Copy the data below in full, exactly as it appears.
******************************
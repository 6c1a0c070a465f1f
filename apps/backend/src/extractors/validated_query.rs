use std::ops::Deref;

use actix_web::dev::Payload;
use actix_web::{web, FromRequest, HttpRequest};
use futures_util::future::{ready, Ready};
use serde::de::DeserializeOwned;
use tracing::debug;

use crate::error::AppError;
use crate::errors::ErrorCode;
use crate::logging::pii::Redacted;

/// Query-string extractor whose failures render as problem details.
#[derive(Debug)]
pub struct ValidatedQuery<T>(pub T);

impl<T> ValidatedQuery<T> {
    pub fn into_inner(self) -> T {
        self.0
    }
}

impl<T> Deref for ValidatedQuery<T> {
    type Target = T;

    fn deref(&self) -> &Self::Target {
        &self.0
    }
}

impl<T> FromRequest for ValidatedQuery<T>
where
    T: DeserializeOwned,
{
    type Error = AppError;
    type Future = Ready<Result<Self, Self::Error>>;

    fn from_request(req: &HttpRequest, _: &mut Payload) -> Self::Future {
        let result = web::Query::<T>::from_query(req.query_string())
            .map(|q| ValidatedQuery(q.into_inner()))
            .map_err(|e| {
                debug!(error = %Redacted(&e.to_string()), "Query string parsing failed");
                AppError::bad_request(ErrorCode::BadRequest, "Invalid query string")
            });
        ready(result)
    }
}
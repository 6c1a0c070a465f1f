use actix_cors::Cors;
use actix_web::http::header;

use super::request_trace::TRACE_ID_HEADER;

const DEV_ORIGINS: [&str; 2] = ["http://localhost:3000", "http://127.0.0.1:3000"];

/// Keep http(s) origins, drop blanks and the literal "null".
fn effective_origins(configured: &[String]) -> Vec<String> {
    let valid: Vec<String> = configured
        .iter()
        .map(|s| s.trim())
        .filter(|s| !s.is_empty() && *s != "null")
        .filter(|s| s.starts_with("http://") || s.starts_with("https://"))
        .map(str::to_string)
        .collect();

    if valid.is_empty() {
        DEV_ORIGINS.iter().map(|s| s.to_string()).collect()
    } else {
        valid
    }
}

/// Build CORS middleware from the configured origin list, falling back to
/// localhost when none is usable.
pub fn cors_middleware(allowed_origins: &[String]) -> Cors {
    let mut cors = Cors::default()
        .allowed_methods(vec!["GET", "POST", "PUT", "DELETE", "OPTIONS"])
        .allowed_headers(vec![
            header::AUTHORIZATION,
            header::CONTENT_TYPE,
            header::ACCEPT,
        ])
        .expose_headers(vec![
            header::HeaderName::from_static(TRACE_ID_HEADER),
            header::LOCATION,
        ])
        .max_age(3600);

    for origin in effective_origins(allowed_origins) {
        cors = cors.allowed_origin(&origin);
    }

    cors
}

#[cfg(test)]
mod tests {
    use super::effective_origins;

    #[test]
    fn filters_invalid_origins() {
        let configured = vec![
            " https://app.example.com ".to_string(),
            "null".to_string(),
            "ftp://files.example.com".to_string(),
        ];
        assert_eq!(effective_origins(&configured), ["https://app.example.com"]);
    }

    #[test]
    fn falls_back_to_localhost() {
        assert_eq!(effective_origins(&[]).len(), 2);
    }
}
******************************
→ Solution for this task
repository 6c1a0c070a465f1f
filename apps/backend/src/extractors/validated_query.rs
use std::ops::Deref;

use actix_web::dev::Payload;
use actix_web::{web, FromRequest, HttpRequest};
use futures_util::future::{ready, Ready};
use serde::de::DeserializeOwned;
use tracing::debug;

use crate::error::AppError;
use crate::errors::ErrorCode;
use crate::logging::pii::Redacted;

/// Query-string extractor whose failures render as problem details.
#[derive(Debug)]
pub struct ValidatedQuery<T>(pub T);

impl<T> ValidatedQuery<T> {
    pub fn into_inner(self) -> T {
        self.0
    }
}

impl<T> Deref for ValidatedQuery<T> {
    type Target = T;

    fn deref(&self) -> &Self::Target {
        &self.0
    }
}

impl<T> FromRequest for ValidatedQuery<T>
where
    T: DeserializeOwned,
{
    type Error = AppError;
    type Future = Ready<Result<Self, Self::Error>>;

    fn from_request(req: &HttpRequest, _: &mut Payload) -> Self::Future {
        let result = web::Query::<T>::from_query(req.query_string())
            .map(|q| ValidatedQuery(q.into_inner()))
            .map_err(|e| {
                debug!(error = %Redacted(&e.to_string()), "Query string parsing failed");
                AppError::bad_request(ErrorCode::BadRequest, "Invalid query string")
            });
        ready(result)
    }
}
repository 6c1a0c070a465f1f
use actix_cors::Cors;
use actix_web::http::header;

use super::request_trace::TRACE_ID_HEADER;

const DEV_ORIGINS: [&str; 2] = ["http://localhost:3000", "http://127.0.0.1:3000"];

/// Keep http(s) origins, drop blanks and the literal "null".
fn effective_origins(configured: &[String]) -> Vec<String> {
    let valid: Vec<String> = configured
        .iter()
        .map(|s| s.trim())
        .filter(|s| !s.is_empty() && *s != "null")
        .filter(|s| s.starts_with("http://") || s.starts_with("https://"))
        .map(str::to_string)
        .collect();

    if valid.is_empty() {
        DEV_ORIGINS.iter().map(|s| s.to_string()).collect()
    } else {
        valid
    }
}

/// Build CORS middleware from the configured origin list, falling back to
/// localhost when none is usable.
pub fn cors_middleware(allowed_origins: &[String]) -> Cors {
    let mut cors = Cors::default()
        .allowed_methods(vec!["GET", "POST", "PUT", "DELETE", "OPTIONS"])
        .allowed_headers(vec![
            header::AUTHORIZATION,
            header::CONTENT_TYPE,
            header::ACCEPT,
        ])
        .expose_headers(vec![
            header::HeaderName::from_static(TRACE_ID_HEADER),
            header::LOCATION,
        ])
        .max_age(3600);

    for origin in effective_origins(allowed_origins) {
        cors = cors.allowed_origin(&origin);
    }

    cors
}

#[cfg(test)]
mod tests {
    use super::effective_origins;

    #[test]
    fn filters_invalid_origins() {
        let configured = vec![
            " https://app.example.com ".to_string(),
            "null".to_string(),
            "ftp://files.example.com".to_string(),
        ];
        assert_eq!(effective_origins(&configured), ["https://app.example.com"]);
    }

    #[test]
    fn falls_back_to_localhost() {
        assert_eq!(effective_origins(&[]).len(), 2);
    }
}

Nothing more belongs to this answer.